Free concerts at libraries or churches are especially nice; music in and of itself is therapeutic.

5. Ask one of his doctors about cessation of driving; the doctor might write a letter to the motor vehicle department ask them to set him up for a test drive. It's better to let a state agency do the apparent initiation work so you or the family aren't blamed for being a party to removal of his driving privileges.

6. As to memory, perhaps list all the things he tends to forget, find ways you can help take over the memory part....i.e., if he doesn't remember to pay bills, check his bills monthly and quarterly, set up a chart as to approximate date received as well as date due, then help him go through his mail and separate the bills for payment. Calendar them as well and remind him, gently, if you have to.

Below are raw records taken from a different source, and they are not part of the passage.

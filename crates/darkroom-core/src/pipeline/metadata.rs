//! Upload-time metadata extraction: header dimensions plus EXIF.

use exif::{In, Reader, Tag, Value};
use std::io::Cursor;

use super::decode::format_to_string;
use crate::types::SourceMetadata;

/// Extracts cheap-to-read attributes from uploaded image bytes.
pub struct MetadataExtractor;

impl MetadataExtractor {
    /// Read dimensions, container format and EXIF fields from `bytes`.
    ///
    /// Lenient: returns whatever could be read, and `None` when nothing
    /// could. Never decodes pixel data.
    pub fn extract(bytes: &[u8]) -> Option<SourceMetadata> {
        let mut metadata = SourceMetadata::default();

        if let Ok(reader) = image::ImageReader::new(Cursor::new(bytes)).with_guessed_format() {
            metadata.format = reader.format().map(format_to_string);
            if let Ok((width, height)) = reader.into_dimensions() {
                metadata.width = Some(width);
                metadata.height = Some(height);
            }
        }

        if let Ok(exif) = Reader::new().read_from_container(&mut Cursor::new(bytes)) {
            metadata.captured_at = Self::get_datetime(&exif);
            metadata.camera_make = Self::get_string(&exif, Tag::Make);
            metadata.camera_model = Self::get_string(&exif, Tag::Model);
            metadata.orientation = Self::get_u32(&exif, Tag::Orientation);
        }

        if metadata.is_empty() {
            None
        } else {
            Some(metadata)
        }
    }

    /// Get a string field from EXIF data.
    fn get_string(exif: &exif::Exif, tag: Tag) -> Option<String> {
        exif.get_field(tag, In::PRIMARY).map(|f| {
            let s = f.display_value().to_string();
            s.trim_matches('"').to_string()
        })
    }

    fn get_u32(exif: &exif::Exif, tag: Tag) -> Option<u32> {
        exif.get_field(tag, In::PRIMARY)
            .and_then(|f| match &f.value {
                Value::Short(v) => v.first().map(|&x| x as u32),
                Value::Long(v) => v.first().copied(),
                _ => None,
            })
    }

    /// Get the capture datetime, preferring DateTimeOriginal over DateTime.
    fn get_datetime(exif: &exif::Exif) -> Option<String> {
        exif.get_field(Tag::DateTimeOriginal, In::PRIMARY)
            .or_else(|| exif.get_field(Tag::DateTime, In::PRIMARY))
            .map(|f| {
                let s = f.display_value().to_string();
                s.trim_matches('"').to_string()
            })
    }
}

I think I'd start with out of the house activities that elevate one's mood - socialization and music. If he feels a little bit better, it might make the other activities he needs to do (such as PT) a little bit easier to take.

Sometimes I think as people age they just become overwhelmed with everything that's happening to them....loss of balance, other medical issues, fatigue, inability to concentrate or do what they've done for years, and it just becomes crippling because it's hard for someone to find a path out of the maelstrom. Think of yourself as being the guide, holding the lantern and helping him find his way .... and it will be difficult, so be prepared for that.